The Apple II (stylized as apple ][) is a personal computer released by Apple Inc. in June 1977. It was one of the first successful mass-produced microcomputers and is widely regarded as one of the most important personal computers of all time due to its role in popularizing home computing and influencing later software development.

The Apple II's initial electrical design was done by Steve Wozniak. The system is based around the MOS Technology 6502, an 8-bit microprocessor. Howard Cantin designed the printed circuit board, Jerry Manock designed the foam-molded plastic case, and Rod Holt developed the switching power supply. Steve Jobs was not involved in the electrical design of the Apple II, but contributed in its high-level design and positioning as a non-hobbyist general purpose appliance.

The Apple II was introduced by Jobs and Wozniak at the 1977 West Coast Computer Faire, and marks Apple's first launch of a computer aimed at a consumer market—branded toward American households rather than businessmen or computer hobbyists. Byte magazine referred to the Apple II, Commodore PET 2001, and TRS-80 as the "1977 Trinity". As the Apple II had the defining feature of being able to display color graphics, Apple's company logo was redesigned to have a spectrum of colors.

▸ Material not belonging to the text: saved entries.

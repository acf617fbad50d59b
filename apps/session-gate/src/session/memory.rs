// SPDX-License-Identifier: AGPL-3.0-or-later
//
// Copyright (C) 2026 Relational Network

//! In-process session backend.
//!
//! Used when no `DATA_DIR` is configured and in tests. Sessions are lost on
//! restart, which logs every user out.

use std::collections::HashMap;
use std::sync::{RwLock, RwLockReadGuard, RwLockWriteGuard};

use chrono::{DateTime, TimeDelta, Utc};

use super::{SessionBackend, SessionRecord, StoreError, StoreResult};

#[derive(Debug, Default)]
pub struct MemoryBackend {
    sessions: RwLock<HashMap<String, SessionRecord>>,
}

impl MemoryBackend {
    pub fn new() -> Self {
        Self::default()
    }

    /// Number of stored records, live or not.
    pub fn len(&self) -> usize {
        self.read().map(|sessions| sessions.len()).unwrap_or(0)
    }

    pub fn is_empty(&self) -> bool {
        self.len() == 0
    }

    fn read(&self) -> StoreResult<RwLockReadGuard<'_, HashMap<String, SessionRecord>>> {
        self.sessions
            .read()
            .map_err(|_| StoreError::Unavailable("session map lock poisoned".to_string()))
    }

    fn write(&self) -> StoreResult<RwLockWriteGuard<'_, HashMap<String, SessionRecord>>> {
        self.sessions
            .write()
            .map_err(|_| StoreError::Unavailable("session map lock poisoned".to_string()))
    }
}

impl SessionBackend for MemoryBackend {
    fn create(&self, record: SessionRecord) -> StoreResult<()> {
        self.write()?.insert(record.session_id.clone(), record);
        Ok(())
    }

    fn lookup(&self, session_id: &str, now: DateTime<Utc>) -> StoreResult<Option<SessionRecord>> {
        Ok(self
            .read()?
            .get(session_id)
            .filter(|record| record.is_live(now))
            .cloned())
    }

    fn rotate(
        &self,
        session_id: &str,
        new_id: String,
        now: DateTime<Utc>,
        ttl: TimeDelta,
    ) -> StoreResult<Option<SessionRecord>> {
        // The write guard spans the whole read-modify-write.
        let mut sessions = self.write()?;
        let Some(current) = sessions.remove(session_id) else {
            return Ok(None);
        };
        if !current.is_live(now) {
            return Ok(None);
        }

        let next = current.successor(new_id, now, ttl);
        sessions.insert(next.session_id.clone(), next.clone());
        Ok(Some(next))
    }

    fn revoke(&self, session_id: &str) -> StoreResult<()> {
        self.write()?.remove(session_id);
        Ok(())
    }

    fn sweep_expired(&self, now: DateTime<Utc>) -> StoreResult<usize> {
        let mut sessions = self.write()?;
        let before = sessions.len();
        sessions.retain(|_, record| record.is_live(now));
        Ok(before - sessions.len())
    }
}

The Apple II was the first in a series of computers referred to by the Apple II name. It was followed by the Apple II+, Apple IIe, Apple IIc, Apple IIc Plus, and the 16-bit Apple IIGS—all of which remained compatible. Production of the last available model, the Apple IIe, ceased in November 1993.

==History==
The Apple II was intended to be a successor to the Apple I. Steve Wozniak designed the Apple II circuit to have better capabilities than the Apple I, including color display. It was designed with an MOS Technology 6502 microprocessor running at 1.023 MHz (2/7 of the NTSC color subcarrier). The video controller displays 24 lines by 40 columns of monochrome, uppercase-only text on the screen (the original character set matches ASCII characters 20_{h} to 5F_{h}), with NTSC composite video output suitable for display on a video monitor or on a regular TV set (by way of a separate RF modulator).

Certain aspects of the system's design were influenced by Atari, Inc.'s arcade video game Breakout (1976), which was designed by Wozniak, who said: "A lot of features of the Apple II went in because I had designed Breakout for Atari. I had designed it in hardware. I wanted to write it in software now". This included his design of color graphics circuitry, the addition of game paddle support and sound, and graphics commands in Integer BASIC, with which he wrote Brick Out, a software clone of Breakout. Wozniak said in 1984: "Basically, all the game features were put in just so I could show off the game I was familiar with—Breakout—at the Homebrew Computer Club. It was the most satisfying day of my life [when] I demonstrated Breakout—totally written in BASIC. It seemed like a huge step to me. After designing hardware arcade games, I knew that being able to program them in BASIC was going to change the world."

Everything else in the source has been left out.